_Collected data:_

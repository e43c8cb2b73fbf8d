//! Rich-document rendering for the newsdoc publishing stack
//!
//!     This crate turns editor-produced document trees (an arbitrarily nested,
//!     JSON-encoded node taxonomy) into safe HTML for public article pages, and
//!     provides the companion runtime pass that makes that HTML behave once it
//!     is mounted: lazy images, broken-image recovery, responsive tables, and
//!     third-party embed hydration.
//!
//!     TLDR for integrators:
//!         - Call [`render_document`] with the raw editor JSON; you get back a
//!           single HTML string safe to inject as page content, or `""` when the
//!           payload is unusable. Rendering never fails a page.
//!         - After the HTML is mounted, run a [`ContentEnhancer`] over the
//!           mounted container once per content version. The pass is idempotent;
//!           re-running it on unchanged content is a guaranteed no-op.
//!         - The enhancer coordinates the external widget script through
//!           [`WidgetScriptLoader`], which injects at most one script tag per
//!           page no matter how many content blocks request it.
//!
//! Architecture
//!
//!     The serializer half is a pure function over the node model: dispatch by
//!     node type, serialize children in order, wrap per type. Unknown node
//!     types degrade to their children (or raw text) instead of breaking the
//!     page, which is what keeps the taxonomy open: a future editor node
//!     renders as plain content on old deployments.
//!
//!     The enhancer half operates on a DOM tree (html5ever / rcdom). Every
//!     mutation is guarded by a per-element processed marker or a structural
//!     check, so the pass can run any number of times without duplicating
//!     work, and every step tolerates detached nodes.
//!
//!     The file structure:
//!     .
//!     ├── error.rs                # RenderError
//!     ├── common
//!     │   ├── escape.rs           # the single HTML escaper
//!     │   └── storage.rs          # media URL canonicalization
//!     ├── model
//!     │   ├── nodes.rs            # the document node taxonomy
//!     │   └── from_json.rs        # graceful JSON -> tree decoding
//!     ├── html
//!     │   ├── serializer.rs       # tree -> HTML string
//!     │   ├── text.rs             # inline formatting bitmask
//!     │   └── embeds.rs           # youtube / tweet markup shells
//!     └── enhance
//!         ├── dom.rs              # rcdom element helpers
//!         ├── page.rs             # mounted page / fragment model
//!         ├── loader.rs           # single-flight widget script loader
//!         └── mod.rs              # the enhancer pass itself
//!
//! Trust model
//!
//!     The tree comes from our own editor, so the *structure* is trusted; the
//!     string leaves are arbitrary user input and every one of them (text,
//!     urls, alt text, inline styles) goes through the escaper in
//!     common/escape.rs before it reaches the output. This is not a general
//!     HTML sanitizer: a hostile tree shape is out of scope, hostile text
//!     content is not.

pub mod common;
pub mod enhance;
pub mod error;
pub mod html;
pub mod model;

pub use enhance::{ContentEnhancer, EnhanceOptions, Page, WidgetScriptLoader};
pub use error::RenderError;
pub use html::{render_document, render_document_with, render_node, render_tree, RenderOptions};
pub use model::{Document, DocumentNode};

_Brief:_
The entries above hold a line with "widget script through" and a later line with "model: dispatch by". Write out exactly those lines and all lines between, nothing more.

_Solution to the problem:_
//!         - The enhancer coordinates the external widget script through
//!           [`WidgetScriptLoader`], which injects at most one script tag per
//!           page no matter how many content blocks request it.
//!
//! Architecture
//!
//!     The serializer half is a pure function over the node model: dispatch by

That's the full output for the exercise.